Despite efforts to ramp up profit, Shell is still focused on reducing emissions. Speaking to CNBC’s Squawk Box Europe, Shell CEO Wael Sawan said the company is looking to make moves that are beneficial for its shareholders but also for the planet. Sawan added:
“We are focused on creating more value with less emissions. And what that means is we will continue to pull all the levers to drive further value growth in the organization, while at the same time we will continue to meet our aggressive emissions reduction targets – both for our own emissions, as well as for our customers.”
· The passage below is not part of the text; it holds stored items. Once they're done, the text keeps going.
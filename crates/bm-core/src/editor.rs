//! Entry editor state.
//!
//! All picker selections and edit targets live in one [`EditorState`]. The
//! only way to change it is [`EditorState::reduce`], which returns the next
//! state for an [`Action`].

use chrono::{DateTime, Duration, NaiveDate, NaiveDateTime, NaiveTime, TimeZone, Timelike, Utc};
use serde::Serialize;

use crate::diaper_type::DiaperType;
use crate::event::{Diaper, DiaperEvent, Feed, FeedEvent};
use crate::types::{EventId, Ounces, ValidationError};

/// Which collection the editor is working on.
#[derive(Debug, Clone, Copy, PartialEq, Eq, Default, Serialize)]
#[serde(rename_all = "lowercase")]
pub enum Tab {
    #[default]
    Feeds,
    Diapers,
}

/// A state transition.
#[derive(Debug, Clone, PartialEq)]
pub enum Action {
    SelectTab(Tab),
    SetTime(NaiveTime),
    SetDate(NaiveDate),
    SetOunces(Ounces),
    SetDiaperType(DiaperType),
    /// Load a feed into the pickers and mark it as the edit target.
    BeginFeedEdit(FeedEvent),
    /// Load a diaper change into the pickers and mark it as the edit target.
    BeginDiaperEdit(DiaperEvent),
    /// The current draft was written; reset the pickers.
    Saved,
    /// Abandon any edit and reset the pickers.
    Cancel,
}

/// What the current draft should do when submitted.
#[derive(Debug, Clone, PartialEq)]
pub enum Submission<T> {
    Create(T),
    Replace(EventId, T),
}

/// Picker selections and edit targets for both tabs.
#[derive(Debug, Clone, PartialEq)]
pub struct EditorState {
    pub tab: Tab,
    pub editing_feed: Option<EventId>,
    pub editing_diaper: Option<EventId>,
    pub date: NaiveDate,
    /// Selected time of day, minute precision.
    pub time: NaiveTime,
    pub ounces: Ounces,
    pub diaper_type: DiaperType,
}

/// Builds a minute-precision time of day from picker values.
pub fn time_of_day(hour: u32, minute: u32) -> Result<NaiveTime, ValidationError> {
    NaiveTime::from_hms_opt(hour, minute, 0)
        .ok_or(ValidationError::InvalidTimeOfDay { hour, minute })
}

fn truncate_to_minute(time: NaiveTime) -> NaiveTime {
    NaiveTime::from_hms_opt(time.hour(), time.minute(), 0).unwrap_or(time)
}

/// Resolves a wall-clock time in `tz`. Times inside a DST gap move forward
/// one hour; ambiguous times take the earlier instant.
fn resolve_local<Tz: TimeZone>(tz: &Tz, naive: NaiveDateTime) -> DateTime<Utc> {
    tz.from_local_datetime(&naive)
        .earliest()
        .or_else(|| tz.from_local_datetime(&(naive + Duration::hours(1))).earliest())
        .map_or_else(|| naive.and_utc(), |dt| dt.with_timezone(&Utc))
}

impl EditorState {
    /// Fresh state with the pickers at `now`.
    pub fn new<Tz: TimeZone>(now: &DateTime<Tz>) -> Self {
        Self {
            tab: Tab::default(),
            editing_feed: None,
            editing_diaper: None,
            date: now.date_naive(),
            time: truncate_to_minute(now.time()),
            ounces: Ounces::default(),
            diaper_type: DiaperType::default(),
        }
    }

    /// Applies `action`. `now` supplies the time zone and the reset time.
    #[must_use]
    pub fn reduce<Tz: TimeZone>(self, action: Action, now: &DateTime<Tz>) -> Self {
        match action {
            Action::SelectTab(tab) => Self { tab, ..self },
            Action::SetTime(time) => Self {
                time: truncate_to_minute(time),
                ..self
            },
            Action::SetDate(date) => Self { date, ..self },
            Action::SetOunces(ounces) => Self { ounces, ..self },
            Action::SetDiaperType(diaper_type) => Self {
                diaper_type,
                ..self
            },
            Action::BeginFeedEdit(entry) => {
                let local = entry.timestamp.with_timezone(&now.timezone());
                Self {
                    tab: Tab::Feeds,
                    editing_feed: Some(entry.id),
                    date: local.date_naive(),
                    time: truncate_to_minute(local.time()),
                    ounces: entry.record.ounces,
                    ..self
                }
            }
            Action::BeginDiaperEdit(entry) => {
                let local = entry.timestamp.with_timezone(&now.timezone());
                Self {
                    tab: Tab::Diapers,
                    editing_diaper: Some(entry.id),
                    date: local.date_naive(),
                    time: truncate_to_minute(local.time()),
                    diaper_type: entry.record.kind,
                    ..self
                }
            }
            Action::Saved => {
                let (editing_feed, editing_diaper) = match self.tab {
                    Tab::Feeds => (None, self.editing_diaper),
                    Tab::Diapers => (self.editing_feed, None),
                };
                Self {
                    editing_feed,
                    editing_diaper,
                    ..Self::new(now)
                }
                .with_tab(self.tab)
            }
            Action::Cancel => Self::new(now).with_tab(self.tab),
        }
    }

    fn with_tab(mut self, tab: Tab) -> Self {
        self.tab = tab;
        self
    }

    /// Whether the active tab has an edit target.
    pub const fn is_editing(&self) -> bool {
        match self.tab {
            Tab::Feeds => self.editing_feed.is_some(),
            Tab::Diapers => self.editing_diaper.is_some(),
        }
    }

    /// The selected date and time as an instant in `tz`.
    pub fn selected_instant<Tz: TimeZone>(&self, tz: &Tz) -> DateTime<Utc> {
        resolve_local(tz, self.date.and_time(self.time))
    }

    /// The feed to write. `createdAt` is always `now`, including on edits.
    pub fn feed_submission<Tz: TimeZone>(&self, now: &DateTime<Tz>) -> Submission<Feed> {
        let feed = Feed {
            timestamp: self.selected_instant(&now.timezone()),
            ounces: self.ounces,
            created_at: now.with_timezone(&Utc),
        };
        match &self.editing_feed {
            Some(id) => Submission::Replace(id.clone(), feed),
            None => Submission::Create(feed),
        }
    }

    /// The diaper change to write. `createdAt` is always `now`, including on edits.
    pub fn diaper_submission<Tz: TimeZone>(&self, now: &DateTime<Tz>) -> Submission<Diaper> {
        let diaper = Diaper {
            timestamp: self.selected_instant(&now.timezone()),
            kind: self.diaper_type,
            created_at: now.with_timezone(&Utc),
        };
        match &self.editing_diaper {
            Some(id) => Submission::Replace(id.clone(), diaper),
            None => Submission::Create(diaper),
        }
    }
}
//! Sign-up, log-in and log-out.
//!
//! Successful sign-up and log-in persist the session; log-out clears it.
//! Provider errors surface with their mapped message.

use std::io::Write;

use anyhow::Result;
use bm_client::{AuthClient, SessionStore};
use chrono::{DateTime, Utc};

pub async fn sign_up<W: Write>(
    writer: &mut W,
    client: &AuthClient,
    sessions: &SessionStore,
    email: &str,
    password: &str,
    confirmation: &str,
    now: DateTime<Utc>,
) -> Result<()> {
    let grant = client.sign_up(email, password, confirmation).await?;
    let session = grant.into_session(now);
    sessions.save(&session)?;
    writeln!(writer, "Signed up as {}", session.email)?;
    Ok(())
}

pub async fn log_in<W: Write>(
    writer: &mut W,
    client: &AuthClient,
    sessions: &SessionStore,
    email: &str,
    password: &str,
    now: DateTime<Utc>,
) -> Result<()> {
    let grant = client.log_in(email, password).await?;
    let session = grant.into_session(now);
    sessions.save(&session)?;
    writeln!(writer, "Logged in as {}", session.email)?;
    Ok(())
}

pub fn log_out<W: Write>(writer: &mut W, sessions: &SessionStore) -> Result<()> {
    sessions.clear()?;
    writeln!(writer, "Logged out.")?;
    Ok(())
}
Shell has announced share buybacks worth $3 billion to conclude over the next quarter. In addition to reporting a 15% increase to $0.33 per share in the quarterly dividend, Shell is true to its word on doing right by shareholders. However, RBC Brew Dolphin investment manager Stuart Lamont believes this would “inevitably come with questions attached in the current environment”.
Shell Plans Past Q2 2023
The British oil giant received some criticism after it announced a decision to maintain current oil production levels until the decade ends. Activist shareholder group Follow This believes that avoiding new output cuts pushes Shell “on a collision course” with the 2015 Paris Agreement. The agreement includes several points, including a long-term global warming goal and a target to reduce greenhouse gas emissions every five years.
At Shell’s shareholder meeting in May, Follow This garnered 20% support. The group’s founder Mark van Baal insists that Shell is still accountable to the 20%. Nonetheless, Shell has confirmed its commitment to following climate targets. The company assures it is on course to achieving net-zero status by 2050.
Shell intends to spend $15 billion on low-carbon projects over the next three years. Asked whether this will appease climate activists, Shell CEO Sawan said the company’s focus is doing right for its own health and for its shareholders. Although Shell focuses on a balanced energy transition, Sawan said the company looks to deploy capital so shareholders can see returns.
Sawan also added that Shell is very willing to grow its capital if it sees new opportunities that will help do so. According to the CEO, the company cannot grow its capital “on the basis of activist noise”.
A few other oil companies also recorded reduced earnings. TotalEnergies reported a 49% plunge in adjusted income to $5 billion from the same period last year. Norway’s Equinor also recorded a 57% crash in Q2 profit compared to Q2 2022.